Department of Pharmacy Practice, College of Pharmacy, University of Hafr Al Batin, SAUDI ARABIA. Email: [email protected]

DOI: 10.5530/jyp.20251508

ABSTRACT

Cystic Fibrosis (CF) is a multisystem disorder primarily impacting the lungs, characterized by bronchial obstruction, infection and inflammation. Over 75% of CF patients are diagnosed by age 2, with most living beyond 18. The disease is linked to over 2,000 mutations in the CFTR gene. Current treatments focus on CFTR modulators like ivacaftor, lumacaftor and tezacaftor, which enhance CFTR protein function and improve lung health. However, these therapies face challenges, including limited efficacy against a wide range of CFTR mutations, high costs and concerns about long-term safety and effectiveness. Poor patient adherence and inefficacy of genetic therapies further complicate treatment. This review explores the genotypic and phenotypic expression of CFTR, evaluates current treatment strategies and analyzes the clinical outcomes of CFTR modulators in specific populations.

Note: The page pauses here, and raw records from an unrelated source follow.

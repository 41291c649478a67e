//! Application error types.
//!
//! Designed to be serializable and not depend on external error types
//! like `std::io::Error` — I/O errors capture their kind and message as
//! strings so the error itself can travel across a JSON boundary.

use serde::{Deserialize, Serialize};
use thiserror::Error;

/// The user-visible error kind vocabulary.
///
/// Every use case either succeeds or fails with exactly one of these.
/// `medifetch-http` is the only layer that knows about HTTP status
/// codes; it maps each variant to one.
#[derive(Clone, Debug, Error, Serialize, Deserialize, PartialEq, Eq)]
pub enum AppError {
    #[error("invalid url: {reason}")]
    InvalidUrl { reason: String },

    #[error("an active download already exists for this url")]
    DuplicateActive,

    #[error("download queue is full (max {max_pending} pending)")]
    QueueFull { max_pending: u32 },

    #[error("insufficient storage: {available_gb} GB available, {required_gb} GB required")]
    InsufficientStorage { available_gb: f64, required_gb: f64 },

    #[error("not found: {what}")]
    NotFound { what: String },

    #[error("invalid state: {reason}")]
    InvalidState { reason: String },

    #[error("bad pagination: {reason}")]
    BadPagination { reason: String },

    #[error("immutable field: {field}")]
    ImmutableField { field: String },

    #[error("internal error: {message}")]
    Internal { message: String },
}

impl AppError {
    #[must_use]
    pub fn invalid_url(reason: impl Into<String>) -> Self {
        Self::InvalidUrl {
            reason: reason.into(),
        }
    }

    #[must_use]
    pub const fn duplicate_active() -> Self {
        Self::DuplicateActive
    }

    #[must_use]
    pub const fn queue_full(max_pending: u32) -> Self {
        Self::QueueFull { max_pending }
    }

    #[must_use]
    pub const fn insufficient_storage(available_gb: f64, required_gb: f64) -> Self {
        Self::InsufficientStorage {
            available_gb,
            required_gb,
        }
    }

    #[must_use]
    pub fn not_found(what: impl Into<String>) -> Self {
        Self::NotFound { what: what.into() }
    }

    #[must_use]
    pub fn invalid_state(reason: impl Into<String>) -> Self {
        Self::InvalidState {
            reason: reason.into(),
        }
    }

    #[must_use]
    pub fn bad_pagination(reason: impl Into<String>) -> Self {
        Self::BadPagination {
            reason: reason.into(),
        }
    }

    #[must_use]
    pub fn immutable_field(field: impl Into<String>) -> Self {
        Self::ImmutableField {
            field: field.into(),
        }
    }

    #[must_use]
    pub fn internal(message: impl Into<String>) -> Self {
        Self::Internal {
            message: message.into(),
        }
    }

    /// Short, stable kind string — used as the `code`/`kind` field in
    /// error JSON bodies and log metadata.
    #[must_use]
    pub const fn kind(&self) -> &'static str {
        match self {
            Self::InvalidUrl { .. } => "invalid_url",
            Self::DuplicateActive => "duplicate_active",
            Self::QueueFull { .. } => "queue_full",
            Self::InsufficientStorage { .. } => "insufficient_storage",
            Self::NotFound { .. } => "not_found",
            Self::InvalidState { .. } => "invalid_state",
            Self::BadPagination { .. } => "bad_pagination",
            Self::ImmutableField { .. } => "immutable_field",
            Self::Internal { .. } => "internal",
        }
    }
}

impl From<std::io::Error> for AppError {
    fn from(err: std::io::Error) -> Self {
        Self::internal(format!("io error: {err}"))
    }
}

/// Convenience result type for domain and use-case operations.
pub type AppResult<T> = Result<T, AppError>;

#[cfg(test)]
mod tests {
    use super::*;

    #[test]
    fn kind_strings_are_stable() {
        assert_eq!(AppError::duplicate_active().kind(), "duplicate_active");
        assert_eq!(AppError::queue_full(10).kind(), "queue_full");
        assert_eq!(
            AppError::insufficient_storage(2.0, 5.0).kind(),
            "insufficient_storage"
        );
    }

    #[test]
    fn serializes_and_roundtrips() {
        let err = AppError::not_found("download 1");
        let json = serde_json::to_string(&err).unwrap();
        let parsed: AppError = serde_json::from_str(&json).unwrap();
        assert_eq!(parsed, err);
    }
}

It also examines the scope of ongoing clinical trials and considers future approaches, such as advanced gene editing technologies and personalized medicine, aiming to address the limitations of current treatments and improve disease management. These futuristic strategies hold promise in enhancing therapeutic efficacy, broadening mutation coverage and reducing the prevalence of CF through more targeted and durable interventions.

Keywords: CFTR mutations, Clinical trials, Gene therapies, Cystic fibrosis.